It was not a product of my imagination. The visions and experiences were
utterly real; there was nothing subjective about them; they all had a quality
of absolute objectivity." Jung, 291)
Subdued Smirks
A few days later, as I watched the movie Saving Private Ryan, my thoughts
returned to death. An early scene showed a foot soldier having his arm
blown off as he charged the enemy on the Normandy beach. Yet, he continued
to run, seemingly unaware that he had lost a member of his body. I recalled
seeing photographs of the phantom counterparts of missing limbs and reading
credible accounts of people who, shortly after amputation of a leg, forgot
to use their crutches and then walked several steps on their phantom legs.
The thoughts flowed: With all the evidence to support the existence
of an astral body - soul body, spirit body, etheric body, double, whatever
name be assigned to it (or even a third body reported by some) - why does
mainstream science turn its head and not attempt to examine the relationship
here between the NDE and that phantom counterpart? Why does science not
make a real effort to study people who have the ability to loosen the astral
body from the physical body and have out-of-body experiences? Their numbers
are not limited to those having NDEs or to the likes of Swedenborg, Oliver
Fox, Sylvan Muldoon, Frederick Sculthorp and other well-documented astral
projectionists of the past; there are so many now incarnate who have this
ability. Moreover, there are reportedly many doctors and nurses who have
witnessed deathbed apparitions of the dying person. Why can't science see
the links?
While the movie was set in World War II, my thoughts wandered back to
World War I and to the esteemed British physicist Sir Oliver Lodge and
his book, Raymond or Life and Death. I recalled how an agnostic
friend had been scanning the books in my personal library during a party
in my home and had randomly pulled Raymond from the shelf to browse it.
To satisfy his curiosity, I explained how Lodge's son, Raymond, had been
killed on the battlefield in France and had communicated with Lodge through
the famous medium Gladys Osborne Leonard. I mentioned the evidential material
that Lodge received, information that no one but Raymond had knowledge
of, and which was later verified by the elder Lodge as being true.

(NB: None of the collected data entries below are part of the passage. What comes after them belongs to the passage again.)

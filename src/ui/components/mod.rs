//! Reusable UI components

mod button;

pub use button::{render_button, BUTTON_HEIGHT};
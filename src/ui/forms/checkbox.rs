//! Checkbox input

use super::field_renderer::{field_block, FieldWidget, WidgetProps};
use crate::state::ChangeEvent;
use crossterm::event::{KeyCode, KeyEvent};
use ratatui::{
    layout::Rect,
    style::{Color, Style},
    widgets::Paragraph,
    Frame,
};

pub struct CheckboxInput;

impl FieldWidget for CheckboxInput {
    fn render(&self, frame: &mut Frame, area: Rect, props: &WidgetProps) {
        let checked = props.value.is_some_and(|v| v.is_checked());
        let checkbox = if checked { "[x]" } else { "[ ]" };
        let display = format!("{} {}", checkbox, props.label);

        let style = if props.focused {
            Style::default().fg(Color::Cyan)
        } else {
            Style::default().fg(Color::White)
        };

        // The label sits beside the box, so the border carries no title
        let paragraph = Paragraph::new(display)
            .style(style)
            .block(field_block(props, false));
        frame.render_widget(paragraph, area);
    }

    fn handle_key(&self, key: KeyEvent, props: &WidgetProps) -> Option<ChangeEvent> {
        match key.code {
            KeyCode::Char(' ') | KeyCode::Enter => Some(ChangeEvent::Checked {
                name: props.name.to_string(),
                checked: !props.value.is_some_and(|v| v.is_checked()),
            }),
            _ => None,
        }
    }
}

#[cfg(test)]
mod tests {
    use super::*;
    use crate::state::FieldValue;
    use crossterm::event::KeyModifiers;

    fn props<'a>(value: Option<&'a FieldValue>) -> WidgetProps<'a> {
        WidgetProps {
            name: "subscribe",
            label: "Subscribe",
            value,
            required: false,
            error: None,
            options: &[],
            focused: true,
        }
    }

    #[test]
    fn test_space_toggles_on() {
        let value = FieldValue::Bool(false);
        let key = KeyEvent::new(KeyCode::Char(' '), KeyModifiers::NONE);
        assert_eq!(
            CheckboxInput.handle_key(key, &props(Some(&value))),
            Some(ChangeEvent::Checked {
                name: "subscribe".to_string(),
                checked: true,
            })
        );
    }

    #[test]
    fn test_enter_toggles_off() {
        let value = FieldValue::Bool(true);
        let key = KeyEvent::new(KeyCode::Enter, KeyModifiers::NONE);
        assert_eq!(
            CheckboxInput.handle_key(key, &props(Some(&value))),
            Some(ChangeEvent::Checked {
                name: "subscribe".to_string(),
                checked: false,
            })
        );
    }

    #[test]
    fn test_unset_value_toggles_on() {
        let key = KeyEvent::new(KeyCode::Char(' '), KeyModifiers::NONE);
        assert!(matches!(
            CheckboxInput.handle_key(key, &props(None)),
            Some(ChangeEvent::Checked { checked: true, .. })
        ));
    }
}
//! UI module for rendering the TUI

mod components;
pub mod forms;

use crate::app::App;
use crate::platform::{COPY_SHORTCUT, RESET_SHORTCUT, SUBMIT_SHORTCUT};
use crate::state::FormMode;
use ratatui::{
    layout::{Constraint, Direction, Layout, Rect},
    style::{Color, Style},
    text::{Line, Span},
    widgets::Paragraph,
    Frame,
};

/// Main draw function
pub fn draw(frame: &mut Frame, app: &App) {
    // Reserve bottom line for status bar
    let chunks = Layout::default()
        .direction(Direction::Vertical)
        .constraints([
            Constraint::Min(0),    // Content
            Constraint::Length(1), // Status bar
        ])
        .split(frame.area());

    forms::draw(frame, chunks[0], app);
    draw_status_bar(frame, chunks[1], app);
}

/// Key hints for the current focus and mode
fn get_hints(app: &App) -> Vec<Span<'static>> {
    let key_style = Style::default().fg(Color::Cyan);
    let mut spans = vec![
        Span::styled("Tab", key_style),
        Span::raw(": next  "),
    ];

    if app.focus.is_buttons_row_active() {
        spans.push(Span::styled("←/→", key_style));
        spans.push(Span::raw(": choose  "));
        spans.push(Span::styled("Enter", key_style));
        spans.push(Span::raw(": press  "));
    }

    spans.push(Span::styled(SUBMIT_SHORTCUT, key_style));
    spans.push(Span::raw(": submit  "));
    spans.push(Span::styled(RESET_SHORTCUT, key_style));
    spans.push(Span::raw(": reset  "));

    if app.form.mode() == FormMode::Submitted {
        spans.push(Span::styled(COPY_SHORTCUT, key_style));
        spans.push(Span::raw(": copy  "));
    }
    spans
}

/// Draw the status bar
fn draw_status_bar(frame: &mut Frame, area: Rect, app: &App) {
    let mut spans = vec![Span::raw(" ")];
    spans.extend(get_hints(app));

    // Status message
    if let Some(msg) = &app.status_message {
        let color = if app.form.errors().is_empty() {
            Color::Green
        } else {
            Color::Red
        };
        spans.push(Span::raw("| "));
        spans.push(Span::styled(msg.clone(), Style::default().fg(color)));
    }

    let status = Paragraph::new(Line::from(spans)).style(Style::default().bg(Color::DarkGray));
    frame.render_widget(status, area);

    // Quit hint on the right
    let quit_hint = " Esc:quit ";
    let hint_width = quit_hint.len() as u16;
    if area.width > hint_width {
        let hint_area = Rect {
            x: area.x + area.width - hint_width,
            y: area.y,
            width: hint_width,
            height: 1,
        };
        let hint = Paragraph::new(quit_hint).style(Style::default().bg(Color::DarkGray).fg(Color::Gray));
        frame.render_widget(hint, hint_area);
    }
}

I explained
to my guest how Lodge, one of the most respected scientists of the early
part of this Century, subjected all of the information to every scientific
test before eventually concluding, beyond a reasonable doubt, that his
disincamate son had actually communicated with him through Leonard. But
my guest, whose attitude on such matters is "I have to see it to believe
it," responded with only a subdued smirk and shake of his head. Later,
after my guests had departed, I pulled Raymond back off the shelf
and began rereading some of Lodge's words, including these:
"Death is not a word to fear, any more than birth is. We change our
state at birth, and come into the world of air and sense and myriad existence;
we change our state at death and enter a region of - what? Of ether, I
think, and still more myriad existence; a region in which communion is
more akin to what we here call telepath, and where intercourse is not conducted
by the accustomed indirect physical processes; but a region in which beauty
and knowledge are as vivid as they are here: a region in which progress
is possible, and in which 'admiration, hope and love' are even more real
and dominant." (Lodge 1916, 296)
Sympathetic Smiles
My musing continued but with a 180 degree shift. Rather than the obstinacy
of the skeptic, my thoughts turned to the credulity of my aging parents.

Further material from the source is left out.